Start of Data records

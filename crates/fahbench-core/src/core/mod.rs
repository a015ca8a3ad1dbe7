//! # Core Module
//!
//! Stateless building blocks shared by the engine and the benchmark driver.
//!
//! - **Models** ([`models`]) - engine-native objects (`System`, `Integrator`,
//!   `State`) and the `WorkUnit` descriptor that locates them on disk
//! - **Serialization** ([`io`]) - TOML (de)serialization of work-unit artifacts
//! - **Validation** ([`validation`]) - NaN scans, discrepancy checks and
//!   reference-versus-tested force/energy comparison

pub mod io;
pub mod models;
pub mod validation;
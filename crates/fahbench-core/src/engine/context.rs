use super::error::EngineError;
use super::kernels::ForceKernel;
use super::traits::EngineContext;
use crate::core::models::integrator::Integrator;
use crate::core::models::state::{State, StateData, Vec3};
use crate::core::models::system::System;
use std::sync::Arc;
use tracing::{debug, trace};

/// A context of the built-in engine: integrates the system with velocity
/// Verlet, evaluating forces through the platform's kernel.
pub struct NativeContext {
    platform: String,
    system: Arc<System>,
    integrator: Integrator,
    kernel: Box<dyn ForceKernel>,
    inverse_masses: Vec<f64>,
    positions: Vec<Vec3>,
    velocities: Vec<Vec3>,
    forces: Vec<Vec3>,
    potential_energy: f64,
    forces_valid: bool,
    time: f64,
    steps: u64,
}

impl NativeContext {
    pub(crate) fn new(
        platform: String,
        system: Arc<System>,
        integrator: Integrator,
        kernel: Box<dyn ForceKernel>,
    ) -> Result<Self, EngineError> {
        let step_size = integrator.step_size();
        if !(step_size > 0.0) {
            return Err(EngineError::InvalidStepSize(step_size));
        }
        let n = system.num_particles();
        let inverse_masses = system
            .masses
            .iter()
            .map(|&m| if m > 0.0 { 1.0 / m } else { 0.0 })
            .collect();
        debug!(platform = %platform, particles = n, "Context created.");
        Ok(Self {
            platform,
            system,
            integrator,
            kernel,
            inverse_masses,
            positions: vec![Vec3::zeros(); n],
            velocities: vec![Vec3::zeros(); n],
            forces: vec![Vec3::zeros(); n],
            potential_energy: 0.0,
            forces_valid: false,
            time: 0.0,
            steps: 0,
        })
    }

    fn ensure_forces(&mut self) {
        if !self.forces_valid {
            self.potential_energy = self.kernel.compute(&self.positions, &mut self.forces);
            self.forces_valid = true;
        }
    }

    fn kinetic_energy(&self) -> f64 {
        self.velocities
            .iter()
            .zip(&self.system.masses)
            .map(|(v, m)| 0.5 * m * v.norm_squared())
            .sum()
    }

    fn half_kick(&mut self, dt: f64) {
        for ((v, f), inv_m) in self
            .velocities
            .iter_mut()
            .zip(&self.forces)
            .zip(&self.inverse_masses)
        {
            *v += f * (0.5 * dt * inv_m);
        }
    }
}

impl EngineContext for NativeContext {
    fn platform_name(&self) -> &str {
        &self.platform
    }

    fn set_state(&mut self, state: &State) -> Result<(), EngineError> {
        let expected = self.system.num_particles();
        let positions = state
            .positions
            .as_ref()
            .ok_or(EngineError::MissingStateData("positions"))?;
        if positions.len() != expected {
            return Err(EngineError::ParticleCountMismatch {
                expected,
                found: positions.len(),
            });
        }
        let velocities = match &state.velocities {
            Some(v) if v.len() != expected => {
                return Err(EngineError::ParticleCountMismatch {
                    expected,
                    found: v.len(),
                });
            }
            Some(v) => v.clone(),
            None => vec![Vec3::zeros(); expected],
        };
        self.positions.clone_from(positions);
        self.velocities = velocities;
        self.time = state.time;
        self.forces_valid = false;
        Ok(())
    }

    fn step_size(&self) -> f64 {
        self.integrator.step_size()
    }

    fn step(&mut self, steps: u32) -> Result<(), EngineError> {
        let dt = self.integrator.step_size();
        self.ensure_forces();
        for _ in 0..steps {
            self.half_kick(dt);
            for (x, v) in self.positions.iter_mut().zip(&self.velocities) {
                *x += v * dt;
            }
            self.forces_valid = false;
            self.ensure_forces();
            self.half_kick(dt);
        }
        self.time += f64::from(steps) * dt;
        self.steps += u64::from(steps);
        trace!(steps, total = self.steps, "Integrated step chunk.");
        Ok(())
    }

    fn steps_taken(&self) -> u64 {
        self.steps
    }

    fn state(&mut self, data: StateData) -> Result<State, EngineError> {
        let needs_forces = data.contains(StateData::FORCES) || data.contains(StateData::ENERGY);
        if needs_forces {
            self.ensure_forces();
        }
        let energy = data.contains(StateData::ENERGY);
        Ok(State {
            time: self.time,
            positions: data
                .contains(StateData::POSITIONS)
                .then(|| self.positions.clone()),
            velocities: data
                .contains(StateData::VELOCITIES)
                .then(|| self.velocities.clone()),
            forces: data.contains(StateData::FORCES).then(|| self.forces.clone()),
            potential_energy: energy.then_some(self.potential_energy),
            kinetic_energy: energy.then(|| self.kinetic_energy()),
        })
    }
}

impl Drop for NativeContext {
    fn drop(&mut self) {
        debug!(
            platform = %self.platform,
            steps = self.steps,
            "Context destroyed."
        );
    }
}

End of Data records

Every record should be retyped so that it matches the original exactly.

filename crates/fahbench-core/src/core/mod.rs
repository a015ca8a3ad1dbe7
//! # Core Module
//!
//! Stateless building blocks shared by the engine and the benchmark driver.
//!
//! - **Models** ([`models`]) - engine-native objects (`System`, `Integrator`,
//!   `State`) and the `WorkUnit` descriptor that locates them on disk
//! - **Serialization** ([`io`]) - TOML (de)serialization of work-unit artifacts
//! - **Validation** ([`validation`]) - NaN scans, discrepancy checks and
//!   reference-versus-tested force/energy comparison

pub mod io;
pub mod models;
pub mod validation;
filename crates/fahbench-core/src/engine/context.rs
use super::error::EngineError;
use super::kernels::ForceKernel;
use super::traits::EngineContext;
use crate::core::models::integrator::Integrator;
use crate::core::models::state::{State, StateData, Vec3};
use crate::core::models::system::System;
use std::sync::Arc;
use tracing::{debug, trace};

/// A context of the built-in engine: integrates the system with velocity
/// Verlet, evaluating forces through the platform's kernel.
pub struct NativeContext {
    platform: String,
    system: Arc<System>,
    integrator: Integrator,
    kernel: Box<dyn ForceKernel>,
    inverse_masses: Vec<f64>,
    positions: Vec<Vec3>,
    velocities: Vec<Vec3>,
    forces: Vec<Vec3>,
    potential_energy: f64,
    forces_valid: bool,
    time: f64,
    steps: u64,
}

impl NativeContext {
    pub(crate) fn new(
        platform: String,
        system: Arc<System>,
        integrator: Integrator,
        kernel: Box<dyn ForceKernel>,
    ) -> Result<Self, EngineError> {
        let step_size = integrator.step_size();
        if !(step_size > 0.0) {
            return Err(EngineError::InvalidStepSize(step_size));
        }
        let n = system.num_particles();
        let inverse_masses = system
            .masses
            .iter()
            .map(|&m| if m > 0.0 { 1.0 / m } else { 0.0 })
            .collect();
        debug!(platform = %platform, particles = n, "Context created.");
        Ok(Self {
            platform,
            system,
            integrator,
            kernel,
            inverse_masses,
            positions: vec![Vec3::zeros(); n],
            velocities: vec![Vec3::zeros(); n],
            forces: vec![Vec3::zeros(); n],
            potential_energy: 0.0,
            forces_valid: false,
            time: 0.0,
            steps: 0,
        })
    }

    fn ensure_forces(&mut self) {
        if !self.forces_valid {
            self.potential_energy = self.kernel.compute(&self.positions, &mut self.forces);
            self.forces_valid = true;
        }
    }

    fn kinetic_energy(&self) -> f64 {
        self.velocities
            .iter()
            .zip(&self.system.masses)
            .map(|(v, m)| 0.5 * m * v.norm_squared())
            .sum()
    }

    fn half_kick(&mut self, dt: f64) {
        for ((v, f), inv_m) in self
            .velocities
            .iter_mut()
            .zip(&self.forces)
            .zip(&self.inverse_masses)
        {
            *v += f * (0.5 * dt * inv_m);
        }
    }
}

impl EngineContext for NativeContext {
    fn platform_name(&self) -> &str {
        &self.platform
    }

    fn set_state(&mut self, state: &State) -> Result<(), EngineError> {
        let expected = self.system.num_particles();
        let positions = state
            .positions
            .as_ref()
            .ok_or(EngineError::MissingStateData("positions"))?;
        if positions.len() != expected {
            return Err(EngineError::ParticleCountMismatch {
                expected,
                found: positions.len(),
            });
        }
        let velocities = match &state.velocities {
            Some(v) if v.len() != expected => {
                return Err(EngineError::ParticleCountMismatch {
                    expected,
                    found: v.len(),
                });
            }
            Some(v) => v.clone(),
            None => vec![Vec3::zeros(); expected],
        };
        self.positions.clone_from(positions);
        self.velocities = velocities;
        self.time = state.time;
        self.forces_valid = false;
        Ok(())
    }

    fn step_size(&self) -> f64 {
        self.integrator.step_size()
    }

    fn step(&mut self, steps: u32) -> Result<(), EngineError> {
        let dt = self.integrator.step_size();
        self.ensure_forces();
        for _ in 0..steps {
            self.half_kick(dt);
            for (x, v) in self.positions.iter_mut().zip(&self.velocities) {
                *x += v * dt;
            }
            self.forces_valid = false;
            self.ensure_forces();
            self.half_kick(dt);
        }
        self.time += f64::from(steps) * dt;
        self.steps += u64::from(steps);
        trace!(steps, total = self.steps, "Integrated step chunk.");
        Ok(())
    }

    fn steps_taken(&self) -> u64 {
        self.steps
    }

    fn state(&mut self, data: StateData) -> Result<State, EngineError> {
        let needs_forces = data.contains(StateData::FORCES) || data.contains(StateData::ENERGY);
        if needs_forces {
            self.ensure_forces();
        }
        let energy = data.contains(StateData::ENERGY);
        Ok(State {
            time: self.time,
            positions: data
                .contains(StateData::POSITIONS)
                .then(|| self.positions.clone()),
            velocities: data
                .contains(StateData::VELOCITIES)
                .then(|| self.velocities.clone()),
            forces: data.contains(StateData::FORCES).then(|| self.forces.clone()),
            potential_energy: energy.then_some(self.potential_energy),
            kinetic_energy: energy.then(|| self.kinetic_energy()),
        })
    }
}

impl Drop for NativeContext {
    fn drop(&mut self) {
        debug!(
            platform = %self.platform,
            steps = self.steps,
            "Context destroyed."
        );
    }
}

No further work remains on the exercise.